My husband and I recently suffered a
family loss. It was difficult, of course, as these things always are,
but as a chaplain I am lucky enough to be surrounded by people who
are loving, understanding, and patient with grief. I was able to take
some time to heal and when I came back I found myself nervous. Grief
has a funny way of popping up when we least expect it, and I had
found myself getting teary at the strangest things because of it. As
a spiritual and emotional caregiver, one of the things we are always
conscious of is transference, or conflating your patient's pain with
your own. This is problematic both for the patients and the
caregivers for obvious reasons, so it figures that within three weeks
of returning to work I found myself sitting across the room from a
patient who had just gone through almost the same thing I had.
Ordinarily, I would never disclose
such a fresh loss to a patient, but this patient's pain was so raw,
and she looked at me and asked if her grief was normal. She said her
friends and family didn't understand, but I did. I did because I had
found myself somewhere further along in my healing process, but with
a fresh enough memory that I knew that, if not normal, she seemed to
be experiencing something similar to what I had experienced. So I did
it. I told her of my loss. It's a frightening thing to wonder if
you're doing the right thing or not, and to have that moment of
pause. She looked at me and burst into tears, and my heart pounded
because I was thinking, “Oh boy, now she's crying for both of us
and that's not what I wanted!” I told her I'm doing fine and don't
want this to be about me, and she interrupted me and sobbed: “It
feels so good knowing somebody else understands!” She said she was
sorry for my loss, and she thanked me. She thanked me for sharing my
pain, my wound, and I felt a gentle warmth, like perhaps my hurt was
not completely without purpose after all.
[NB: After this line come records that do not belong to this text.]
use std::thread;
use std::time::Duration;

/// Decoder configuration, threaded explicitly through the reader instead of
/// living in process-wide globals. A default instance matches the historical
/// defaults: strict decoding, 250 ms monitor sampling, `cpus / 2` pipeline
/// depth.
#[derive(Debug, Clone)]
pub struct ParserSettings {
    carve_mode: bool,
    monitor_sleep: Duration,
    max_jobs: usize,
    monitor_existing: bool,
    validate_checksums: bool,
}

impl Default for ParserSettings {
    fn default() -> Self {
        ParserSettings {
            carve_mode: false,
            monitor_sleep: Duration::from_millis(250),
            max_jobs: default_max_jobs(),
            monitor_existing: false,
            validate_checksums: false,
        }
    }
}

fn default_max_jobs() -> usize {
    let cpus = thread::available_parallelism().map(usize::from).unwrap_or(1);
    (cpus / 2).max(1)
}

impl ParserSettings {
    pub fn new() -> Self {
        ParserSettings::default()
    }

    /// Best-effort decoding: recover from malformed tokens, invalid headers
    /// and out-of-range substitutions instead of aborting.
    pub fn carve_mode(mut self, carve_mode: bool) -> Self {
        self.carve_mode = carve_mode;
        self
    }

    /// Sleep time between two sampling passes when monitoring a file.
    pub fn monitor_sleep(mut self, monitor_sleep: Duration) -> Self {
        self.monitor_sleep = monitor_sleep;
        self
    }

    /// Bounded depth of the chunk-decoding pipelines. Clamped to at least 1.
    pub fn max_jobs(mut self, max_jobs: usize) -> Self {
        self.max_jobs = max_jobs.max(1);
        self
    }

    /// When set, the first monitor pass emits the events already present in
    /// the file instead of silently marking them as seen.
    pub fn monitor_existing(mut self, monitor_existing: bool) -> Self {
        self.monitor_existing = monitor_existing;
        self
    }

    /// Validate the chunk data CRC32 when loading chunks.
    pub fn validate_checksums(mut self, validate_checksums: bool) -> Self {
        self.validate_checksums = validate_checksums;
        self
    }

    pub fn should_carve(&self) -> bool {
        self.carve_mode
    }

    pub fn get_monitor_sleep(&self) -> Duration {
        self.monitor_sleep
    }

    pub fn get_max_jobs(&self) -> usize {
        self.max_jobs
    }

    pub fn should_monitor_existing(&self) -> bool {
        self.monitor_existing
    }

    pub fn should_validate_checksums(&self) -> bool {
        self.validate_checksums
    }
}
We can hardly live without collecting
bumps and bruises along the way. To open the heart is to risk it: to
fall in love is to risk rejection, to have a child is to risk all the
pain of rebellion and the fears of loss or estrangement, and even
learning a new skill risks failure and raising all of those hard
questions about ourselves we don't want to face. Probably none of us
make it to adulthood without some kind of loss, trauma, insecurity,
or hurt, and we bring that story, that self with us when we walk into
a patient room and listen to their story, their hurt. Whether it's
physical illness, or emotional/spiritual turmoil, these things touch
us. They remind of us those things in us, and they sometimes cut a
little too close to the bone for comfort. At the same time, those old
scars and even some of the fresher wounds create an opportunity for
connection. It's not professional or advised to walk around with our
hearts on our sleeves all the time, but neither can we close our
hearts to the hurts we encounter as we journey with our patients.
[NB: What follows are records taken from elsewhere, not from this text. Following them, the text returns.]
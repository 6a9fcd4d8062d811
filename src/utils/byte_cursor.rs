use crate::err::{DeserializationError, DeserializationResult};
use crate::utils::utf16le_to_string;

/// A lightweight cursor over an immutable byte slice.
///
/// This is the slice/offset equivalent of `Cursor<&[u8]>`, intended for hot-path
/// parsing where the data is already in memory and we want explicit bounds and
/// offset control. All reads are little-endian and advance the cursor on
/// success; moving the cursor out of bounds is a `Truncated` error.
#[derive(Clone, Copy, Debug)]
pub(crate) struct ByteCursor<'a> {
    buf: &'a [u8],
    pos: usize,
}

macro_rules! le_reader {
    ($name:ident, $named:ident, $ty:ty, $width:expr) => {
        #[inline]
        pub(crate) fn $name(&mut self) -> DeserializationResult<$ty> {
            self.$named(stringify!($ty))
        }

        #[inline]
        pub(crate) fn $named(&mut self, what: &'static str) -> DeserializationResult<$ty> {
            let bytes = self.take_bytes($width, what)?;
            Ok(<$ty>::from_le_bytes(
                bytes.try_into().expect("take_bytes returned $width bytes"),
            ))
        }
    };
}

impl<'a> ByteCursor<'a> {
    #[inline]
    pub(crate) fn new(buf: &'a [u8]) -> Self {
        Self { buf, pos: 0 }
    }

    /// Allows `pos == len` (EOF), rejects `pos > len`.
    #[inline]
    pub(crate) fn with_pos(buf: &'a [u8], pos: usize) -> DeserializationResult<Self> {
        let mut cursor = Self::new(buf);
        cursor.set_pos(pos, "cursor.position")?;
        Ok(cursor)
    }

    #[inline]
    pub(crate) fn pos(&self) -> usize {
        self.pos
    }

    #[inline]
    pub(crate) fn position(&self) -> u64 {
        self.pos as u64
    }

    #[inline]
    fn remaining(&self) -> usize {
        self.buf.len().saturating_sub(self.pos)
    }

    #[inline]
    pub(crate) fn set_pos(&mut self, pos: usize, what: &'static str) -> DeserializationResult<()> {
        if pos > self.buf.len() {
            return Err(DeserializationError::Truncated {
                what,
                offset: pos as u64,
                need: pos - self.buf.len(),
                have: 0,
            });
        }
        self.pos = pos;
        Ok(())
    }

    #[inline]
    pub(crate) fn advance(&mut self, n: usize, what: &'static str) -> DeserializationResult<()> {
        let new_pos = self
            .pos
            .checked_add(n)
            .ok_or(DeserializationError::Truncated {
                what,
                offset: self.pos as u64,
                need: n,
                have: self.remaining(),
            })?;
        if new_pos > self.buf.len() {
            return Err(DeserializationError::Truncated {
                what,
                offset: self.pos as u64,
                need: n,
                have: self.remaining(),
            });
        }
        self.pos = new_pos;
        Ok(())
    }

    /// Moves the cursor back by `n` bytes, so a consumed dispatch byte can be
    /// replayed by the surrounding element loop.
    #[inline]
    pub(crate) fn rewind(&mut self, n: usize, what: &'static str) -> DeserializationResult<()> {
        let new_pos = self.pos.checked_sub(n).ok_or(DeserializationError::Truncated {
            what,
            offset: self.pos as u64,
            need: n,
            have: self.pos,
        })?;
        self.pos = new_pos;
        Ok(())
    }

    /// Reads the next byte without consuming it.
    #[inline]
    pub(crate) fn peek_u8(&self) -> DeserializationResult<u8> {
        self.buf
            .get(self.pos)
            .copied()
            .ok_or(DeserializationError::Truncated {
                what: "peek",
                offset: self.pos as u64,
                need: 1,
                have: 0,
            })
    }

    #[inline]
    pub(crate) fn take_bytes(
        &mut self,
        len: usize,
        what: &'static str,
    ) -> DeserializationResult<&'a [u8]> {
        let end = self
            .pos
            .checked_add(len)
            .ok_or(DeserializationError::Truncated {
                what,
                offset: self.pos as u64,
                need: len,
                have: self.remaining(),
            })?;
        let out = self
            .buf
            .get(self.pos..end)
            .ok_or(DeserializationError::Truncated {
                what,
                offset: self.pos as u64,
                need: len,
                have: self.remaining(),
            })?;
        self.pos = end;
        Ok(out)
    }

    #[inline]
    pub(crate) fn array<const N: usize>(
        &mut self,
        what: &'static str,
    ) -> DeserializationResult<[u8; N]> {
        let bytes = self.take_bytes(N, what)?;
        Ok(bytes.try_into().expect("take_bytes returned N bytes"))
    }

    #[inline]
    pub(crate) fn u8(&mut self) -> DeserializationResult<u8> {
        self.u8_named("u8")
    }

    #[inline]
    pub(crate) fn u8_named(&mut self, what: &'static str) -> DeserializationResult<u8> {
        let b = self.peek_u8().map_err(|_| DeserializationError::Truncated {
            what,
            offset: self.pos as u64,
            need: 1,
            have: 0,
        })?;
        self.pos += 1;
        Ok(b)
    }

    le_reader!(i8, i8_named, i8, 1);
    le_reader!(u16, u16_named, u16, 2);
    le_reader!(i16, i16_named, i16, 2);
    le_reader!(u32, u32_named, u32, 4);
    le_reader!(i32, i32_named, i32, 4);
    le_reader!(u64, u64_named, u64, 8);
    le_reader!(i64, i64_named, i64, 8);
    le_reader!(f32, f32_named, f32, 4);
    le_reader!(f64, f64_named, f64, 8);

    /// Reads `size` bytes of UTF-16LE text, trimming trailing NUL code units.
    pub(crate) fn utf16_by_size(
        &mut self,
        size: usize,
        what: &'static str,
    ) -> DeserializationResult<String> {
        let bytes = self.take_bytes(size & !1, what)?;
        if size % 2 != 0 {
            // Odd sizes occur in dirty samples, drop the dangling byte.
            self.advance(1, what)?;
        }
        Ok(utf16le_to_string(bytes))
    }

    /// Reads a `u16` count of UTF-16 code units followed by that many units,
    /// optionally consuming a trailing NUL unit.
    pub(crate) fn len_prefixed_utf16_string(
        &mut self,
        is_null_terminated: bool,
        what: &'static str,
    ) -> DeserializationResult<String> {
        let chars = self.u16_named(what)? as usize;
        let s = self.utf16_by_size(chars * 2, what)?;
        if is_null_terminated {
            let _ = self.u16_named(what)?;
        }
        Ok(s)
    }
}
Henri Nouwen writes: “The great
illusion of leadership is to think that man can be led out of the
desert by someone who has never been there.” How can we be healers
if we can't get in touch with the experiences of our illnesses,
struggles, grief, and rough edges? How can you understand how to hope
against all hope, to hope even when the prognosis is grim, to find
something to hold to as you take your dying breath, if never you have
walked that valley of the shadow of death in some small way? We
can't, and it's silly to try because we bring those things with us
every step of the way. We all have hearts able to be, as theologian
Parker Palmer says, not just broken, but broken open in order to hold
the broken hearted before us and walk with them toward healing.
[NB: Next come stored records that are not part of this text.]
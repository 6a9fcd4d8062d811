use log::warn;

use crate::binxml::model::{BinXmlElement, BinXmlOpenStartElement, BinXmlTemplate, SubstitutionDescriptor};
use crate::binxml::value_variant::BinXmlValue;
use crate::err::{DeserializationError, DeserializationResult};
use crate::event_map::{EventMap, MapValue, XMLNS_PATH};

/// Materializes a normalized fragment into an event map and scrubs the
/// conventional `xmlns` attribute from the document element.
pub(crate) fn event_map(
    template: &BinXmlTemplate,
    carve_mode: bool,
) -> DeserializationResult<EventMap> {
    let mut map = template_to_map(template, carve_mode)?;
    map.del(XMLNS_PATH);
    Ok(map)
}

fn template_to_map(
    template: &BinXmlTemplate,
    carve_mode: bool,
) -> DeserializationResult<EventMap> {
    let (root, _) = build_node(&template.definition.elements, 0);
    node_to_map(&root, template, carve_mode)
}

/// A reconstructed element tree node: the opening element, the inline content
/// in document order, and the child elements.
#[derive(Default)]
struct Node<'a> {
    start: Option<&'a BinXmlOpenStartElement>,
    content: Vec<&'a BinXmlElement>,
    children: Vec<Node<'a>>,
}

/// Folds the flat element list back into a tree. Each element start opens a
/// child scope, end-element and close-empty-element pop it, and the
/// close-start-element delimiter is skipped.
fn build_node<'a>(elements: &'a [BinXmlElement], mut index: usize) -> (Node<'a>, usize) {
    let mut node = Node::default();

    while index < elements.len() {
        match &elements[index] {
            BinXmlElement::OpenStartElement(start) => {
                let (mut child, next) = build_node(elements, index + 1);
                child.start = Some(start);
                node.children.push(child);
                index = next;
            }
            BinXmlElement::EndElement | BinXmlElement::CloseEmptyElement => {
                return (node, index);
            }
            BinXmlElement::CloseStartElement => {}
            element => node.content.push(element),
        }
        index += 1;
    }

    (node, index)
}

fn node_to_map(
    node: &Node<'_>,
    template: &BinXmlTemplate,
    carve_mode: bool,
) -> DeserializationResult<EventMap> {
    // The synthetic root produced by tree reconstruction wraps the single
    // document element.
    if node.start.is_none() && node.children.len() == 1 {
        let child = &node.children[0];
        let name = child
            .start
            .map(|start| start.name.clone())
            .unwrap_or_default();
        let mut map = EventMap::new();
        map.insert(name, MapValue::Map(node_to_map(child, template, carve_mode)?));
        return Ok(map);
    }

    let mut map = EventMap::new();

    for (i, child) in node.children.iter().enumerate() {
        let child_map = node_to_map(child, template, carve_mode)?;

        // Forwarded logs occasionally carry `<Data Name="X"/>` with no value
        // at all; surface those as an empty string under the name.
        if child_map.len() == 1 {
            if let Some(MapValue::String(name)) = child_map.get_key("Name") {
                map.insert(name.clone(), MapValue::String(String::new()));
                continue;
            }
        }

        // The common `<Data Name="X">value</Data>` shape collapses into a
        // direct `X: value` entry.
        if child_map.len() == 2 && child_map.contains_key("Value") {
            if let Some(MapValue::String(name)) = child_map.get_key("Name") {
                let value = child_map
                    .get_key("Value")
                    .cloned()
                    .unwrap_or(MapValue::Null);
                map.insert(name.clone(), value);
                continue;
            }
        }

        // node.start can be absent for damaged elements in carving mode
        let mut name = child
            .start
            .map(|start| start.name.clone())
            .unwrap_or_default();
        if map.contains_key(&name) {
            name = format!("{name}{i}");
        }

        // A lone `Value` key is hoisted directly under the element name.
        if child_map.len() == 1 && child_map.contains_key("Value") {
            let value = child_map
                .get_key("Value")
                .cloned()
                .unwrap_or(MapValue::Null);
            map.insert(name, value);
        } else {
            map.insert(name, MapValue::Map(child_map));
        }
    }

    for element in &node.content {
        match element_value(element, template, carve_mode)? {
            None => {}
            Some(MapValue::Map(nested)) => {
                // A nested template merges its keys into the containing node.
                if let Err(err) = map.add(nested) {
                    if !carve_mode {
                        return Err(DeserializationError::UnexpectedContentElement {
                            what: "colliding nested template key",
                        });
                    }
                    warn!("Dropping nested template content: {err}");
                }
            }
            Some(MapValue::String(text)) => match map.get_key("Value") {
                Some(MapValue::String(existing)) => {
                    let mut combined = existing.clone();
                    combined.push_str(&text);
                    map.insert("Value", MapValue::String(combined));
                }
                _ => {
                    map.insert("Value", MapValue::String(text));
                }
            },
            Some(value) => {
                map.insert("Value", value);
            }
        }
    }

    if let Some(start) = node.start {
        for attribute in &start.attributes {
            // Null-valued attributes are omitted.
            if let Some(value) = element_value(&attribute.data, template, carve_mode)? {
                map.insert(attribute.name.clone(), value);
            }
        }
    }

    Ok(map)
}

fn resolve_substitution(
    descriptor: &SubstitutionDescriptor,
    template: &BinXmlTemplate,
    carve_mode: bool,
) -> DeserializationResult<Option<MapValue>> {
    match template
        .substitutions
        .get(usize::from(descriptor.substitution_index))
    {
        Some(value) => value_to_map_value(value, carve_mode),
        None if carve_mode => Ok(None),
        None => Err(DeserializationError::SubstitutionIndexOutOfRange {
            index: descriptor.substitution_index,
            count: template.substitutions.len(),
        }),
    }
}

/// Converts one inline content (or attribute data) element into a map value.
/// `None` means the element is omitted from the parent map.
fn element_value(
    element: &BinXmlElement,
    template: &BinXmlTemplate,
    carve_mode: bool,
) -> DeserializationResult<Option<MapValue>> {
    match element {
        BinXmlElement::ValueText(text) => Ok(Some(MapValue::String(text.clone()))),
        BinXmlElement::NormalSubstitution(descriptor)
        | BinXmlElement::OptionalSubstitution(descriptor) => {
            resolve_substitution(descriptor, template, carve_mode)
        }
        BinXmlElement::TemplateInstance(nested) => Ok(Some(MapValue::Map(template_to_map(
            nested, carve_mode,
        )?))),
        BinXmlElement::EntityRef(name) => match resolve_entity(name) {
            Some(text) => Ok(Some(MapValue::String(text.to_string()))),
            None if carve_mode => {
                warn!("Unknown entity reference `{name}`");
                Ok(None)
            }
            None => Err(DeserializationError::UnknownEntityRef { name: name.clone() }),
        },
        BinXmlElement::CharEntityRef(value) => Ok(char::from_u32(u32::from(*value))
            .map(|c| MapValue::String(c.to_string()))),
        element => {
            if carve_mode {
                warn!("Skipping content element `{}`", element.kind());
                Ok(None)
            } else {
                Err(DeserializationError::UnexpectedContentElement {
                    what: element.kind(),
                })
            }
        }
    }
}

fn resolve_entity(name: &str) -> Option<&'static str> {
    match name {
        "amp" => Some("&"),
        "lt" => Some("<"),
        "gt" => Some(">"),
        "quot" => Some("\""),
        "apos" => Some("'"),
        _ => None,
    }
}

/// The native representation of a decoded value inside an event map.
fn value_to_map_value(
    value: &BinXmlValue,
    carve_mode: bool,
) -> DeserializationResult<Option<MapValue>> {
    let converted = match value {
        BinXmlValue::Null => return Ok(None),
        BinXmlValue::String(s) => MapValue::String(s.clone()),
        BinXmlValue::AnsiString(bytes) => {
            let mut s = String::from_utf8_lossy(bytes).into_owned();
            while s.ends_with('\0') {
                s.pop();
            }
            MapValue::String(s)
        }
        BinXmlValue::Int8(v) => MapValue::Int(i64::from(*v)),
        BinXmlValue::Int16(v) => MapValue::Int(i64::from(*v)),
        BinXmlValue::Int32(v) => MapValue::Int(i64::from(*v)),
        BinXmlValue::Int64(v) => MapValue::Int(*v),
        BinXmlValue::UInt8(v) => MapValue::UInt(u64::from(*v)),
        BinXmlValue::UInt16(v) => MapValue::UInt(u64::from(*v)),
        BinXmlValue::UInt32(v) => MapValue::UInt(u64::from(*v)),
        BinXmlValue::UInt64(v) => MapValue::UInt(*v),
        BinXmlValue::Real32(v) => MapValue::Float(f64::from(*v)),
        BinXmlValue::Real64(v) => MapValue::Float(*v),
        BinXmlValue::Bool(v) => MapValue::Bool(*v),
        BinXmlValue::Binary(bytes) => MapValue::Binary(bytes.clone()),
        BinXmlValue::Guid(guid) => MapValue::String(guid.to_string()),
        BinXmlValue::FileTime(t) | BinXmlValue::SysTime(t) => MapValue::Time(*t),
        BinXmlValue::Sid(sid) => MapValue::String(sid.to_string()),
        BinXmlValue::HexInt32(v) => MapValue::String(format!("0x{v:08x}")),
        BinXmlValue::HexInt64(v) => MapValue::String(format!("0x{v:016x}")),
        BinXmlValue::BinXml(nested) => MapValue::Map(template_to_map(nested, carve_mode)?),
        BinXmlValue::StringArray(values) => MapValue::StringArray(values.clone()),
        BinXmlValue::UInt16Array(values) => MapValue::UInt16Array(values.clone()),
        BinXmlValue::UInt64Array(values) => MapValue::UInt64Array(values.clone()),
        BinXmlValue::Unknown { value_type, offset } => MapValue::String(format!(
            "unknown value type 0x{value_type:02x} at offset 0x{offset:08x}"
        )),
    };

    Ok(Some(converted))
}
This visit with the woman whose loss
was so close to my own reminded me of this simple caregiving
strategy, which bears so much healing fruit, and that is to care from
your broken heart. Take care of your heart, of course, but don't be
afraid to be truly touched by the wounds of another. My own personal
life philosophy is that it is in our weakness that we are made
strong, and so I invite and encourage you to be weak. Be open to
really listening to the many hurts you encounter in these walls
today. Let your hurts and scars and the victory of having carried on
be a beacon of hope to those who have not yet learned they can
survive their hurts. And know that in baring your heart in this
beautiful, holy vulnerability you invite healing for them, and for
you.
I have been holding you in my heart. How well you stated the loss you continue to process and how your own scars give you the ability to connect with others. The other night Nadia Bolz-Weber said something about "Me, too" being words of connection. Yes.